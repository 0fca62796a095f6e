//! Deployment-level requests and responses

use super::component::{
    Apm, AppSearch, ComponentType, Configuration, Elasticsearch, EnterpriseSearch, Kibana,
};
use super::resource::{PlanStepInfo, ResourceInfo, ResourcePayload};
use crate::kind::ComponentKind;
use serde::{Deserialize, Serialize};

/// Components submitted on create/update
#[derive(Debug, Clone, Default, PartialEq, Serialize, Deserialize)]
pub struct DeploymentPayloadResources {
    #[serde(default, skip_serializing_if = "Vec::is_empty")]
    pub elasticsearch: Vec<ResourcePayload<Elasticsearch>>,
    #[serde(default, skip_serializing_if = "Vec::is_empty")]
    pub kibana: Vec<ResourcePayload<Kibana>>,
    #[serde(default, skip_serializing_if = "Vec::is_empty")]
    pub apm: Vec<ResourcePayload<Apm>>,
    #[serde(default, skip_serializing_if = "Vec::is_empty")]
    pub enterprise_search: Vec<ResourcePayload<EnterpriseSearch>>,
    #[serde(default, skip_serializing_if = "Vec::is_empty")]
    pub appsearch: Vec<ResourcePayload<AppSearch>>,
}

impl DeploymentPayloadResources {
    /// Apply the version and region overrides to every component
    pub fn apply_overrides(&mut self, overrides: &PayloadOverrides) {
        override_payloads(&mut self.elasticsearch, overrides);
        override_payloads(&mut self.kibana, overrides);
        override_payloads(&mut self.apm, overrides);
        override_payloads(&mut self.enterprise_search, overrides);
        override_payloads(&mut self.appsearch, overrides);
    }

    /// `(kind, ref_id)` of every submitted component
    pub fn ref_ids(&self) -> Vec<(ComponentKind, &str)> {
        let mut out = Vec::new();
        collect_ref_ids(&self.elasticsearch, &mut out);
        collect_ref_ids(&self.kibana, &mut out);
        collect_ref_ids(&self.apm, &mut out);
        collect_ref_ids(&self.enterprise_search, &mut out);
        collect_ref_ids(&self.appsearch, &mut out);
        out
    }
}

fn override_payloads<C: ComponentType>(
    payloads: &mut [ResourcePayload<C>],
    overrides: &PayloadOverrides,
) {
    for payload in payloads {
        if let Some(region) = &overrides.region {
            payload.region = region.clone();
        }
        if let Some(version) = &overrides.version {
            payload
                .plan
                .config
                .get_or_insert_with(Configuration::default)
                .version = Some(version.clone());
        }
    }
}

fn collect_ref_ids<'a, C: ComponentType>(
    payloads: &'a [ResourcePayload<C>],
    out: &mut Vec<(ComponentKind, &'a str)>,
) {
    out.extend(payloads.iter().map(|p| (C::KIND, p.ref_id.as_str())));
}

/// Fields that take precedence over the values nested in each component
#[derive(Debug, Clone, Default, PartialEq, Eq, Serialize, Deserialize)]
pub struct PayloadOverrides {
    #[serde(default, skip_serializing_if = "Option::is_none")]
    pub name: Option<String>,
    #[serde(default, skip_serializing_if = "Option::is_none")]
    pub version: Option<String>,
    #[serde(default, skip_serializing_if = "Option::is_none")]
    pub region: Option<String>,
}

#[derive(Debug, Clone, Default, PartialEq, Serialize, Deserialize)]
pub struct DeploymentCreateRequest {
    #[serde(default, skip_serializing_if = "Option::is_none")]
    pub name: Option<String>,
    pub resources: DeploymentPayloadResources,
}

impl DeploymentCreateRequest {
    pub fn apply_overrides(&mut self, overrides: &PayloadOverrides) {
        if let Some(name) = &overrides.name {
            self.name = Some(name.clone());
        }
        self.resources.apply_overrides(overrides);
    }
}

#[derive(Debug, Clone, Default, PartialEq, Serialize, Deserialize)]
pub struct DeploymentUpdateRequest {
    #[serde(default, skip_serializing_if = "Option::is_none")]
    pub name: Option<String>,
    /// Remove components that are not part of the request
    pub prune_orphans: bool,
    pub resources: DeploymentPayloadResources,
}

impl DeploymentUpdateRequest {
    pub fn apply_overrides(&mut self, overrides: &PayloadOverrides) {
        if let Some(name) = &overrides.name {
            self.name = Some(name.clone());
        }
        self.resources.apply_overrides(overrides);
    }
}

/// Component as reported in a create/update response
#[derive(Debug, Clone, PartialEq, Eq, Serialize, Deserialize)]
pub struct DeploymentResource {
    pub kind: ComponentKind,
    pub ref_id: String,
    #[serde(default, skip_serializing_if = "Option::is_none")]
    pub id: Option<String>,
    #[serde(default, skip_serializing_if = "Option::is_none")]
    pub region: Option<String>,
    /// Only present in the creation response
    #[serde(default, skip_serializing_if = "Option::is_none")]
    pub credentials: Option<ClusterCredentials>,
    /// Only present in the creation response
    #[serde(default, skip_serializing_if = "Option::is_none")]
    pub secret_token: Option<String>,
}

#[derive(Debug, Clone, Default, PartialEq, Eq, Serialize, Deserialize)]
pub struct ClusterCredentials {
    #[serde(default, skip_serializing_if = "Option::is_none")]
    pub username: Option<String>,
    #[serde(default, skip_serializing_if = "Option::is_none")]
    pub password: Option<String>,
}

#[derive(Debug, Clone, Default, PartialEq, Eq, Serialize, Deserialize)]
pub struct DeploymentCreateResponse {
    #[serde(default, skip_serializing_if = "Option::is_none")]
    pub id: Option<String>,
    #[serde(default, skip_serializing_if = "Option::is_none")]
    pub name: Option<String>,
    /// False when the request ID matched an earlier submission
    #[serde(default, skip_serializing_if = "Option::is_none")]
    pub created: Option<bool>,
    #[serde(default)]
    pub resources: Vec<DeploymentResource>,
}

#[derive(Debug, Clone, Default, PartialEq, Eq, Serialize, Deserialize)]
pub struct DeploymentUpdateResponse {
    #[serde(default, skip_serializing_if = "Option::is_none")]
    pub id: Option<String>,
    #[serde(default, skip_serializing_if = "Option::is_none")]
    pub name: Option<String>,
    #[serde(default)]
    pub resources: Vec<DeploymentResource>,
}

/// Components returned by a read
#[derive(Debug, Clone, Default, PartialEq, Serialize, Deserialize)]
pub struct DeploymentResourceInfos {
    #[serde(default)]
    pub elasticsearch: Vec<ResourceInfo<Elasticsearch>>,
    #[serde(default)]
    pub kibana: Vec<ResourceInfo<Kibana>>,
    #[serde(default)]
    pub apm: Vec<ResourceInfo<Apm>>,
    #[serde(default)]
    pub enterprise_search: Vec<ResourceInfo<EnterpriseSearch>>,
    #[serde(default)]
    pub appsearch: Vec<ResourceInfo<AppSearch>>,
}

impl DeploymentResourceInfos {
    /// Whether any component still runs a plan
    pub fn has_running_resources(&self) -> bool {
        fn any<C: ComponentType>(infos: &[ResourceInfo<C>]) -> bool {
            infos.iter().any(|r| r.current_plan().is_some())
        }
        any(&self.elasticsearch)
            || any(&self.kibana)
            || any(&self.apm)
            || any(&self.enterprise_search)
            || any(&self.appsearch)
    }
}

/// Full snapshot returned by the resource-info query
#[derive(Debug, Clone, Default, PartialEq, Serialize, Deserialize)]
pub struct DeploymentGetResponse {
    #[serde(default, skip_serializing_if = "Option::is_none")]
    pub id: Option<String>,
    #[serde(default, skip_serializing_if = "Option::is_none")]
    pub name: Option<String>,
    #[serde(default)]
    pub resources: DeploymentResourceInfos,
}

/// Progress of the latest plan of one component
#[derive(Debug, Clone, PartialEq, Eq, Serialize, Deserialize)]
pub struct PlanActivity {
    pub kind: ComponentKind,
    pub ref_id: String,
    #[serde(default, skip_serializing_if = "Option::is_none")]
    pub resource_id: Option<String>,
    pub status: PlanStatus,
    #[serde(default, skip_serializing_if = "Vec::is_empty")]
    pub steps: Vec<PlanStepInfo>,
}

#[derive(Debug, Clone, Copy, PartialEq, Eq, Serialize, Deserialize)]
#[serde(rename_all = "snake_case")]
pub enum PlanStatus {
    Pending,
    Success,
    Error,
}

+-------+

» **What is needed**:
Show each line in the listing above that has "EnterpriseSearch".

» **Response box**:
    Apm, AppSearch, ComponentType, Configuration, Elasticsearch, EnterpriseSearch, Kibana,
    pub enterprise_search: Vec<ResourcePayload<EnterpriseSearch>>,
    pub enterprise_search: Vec<ResourceInfo<EnterpriseSearch>>,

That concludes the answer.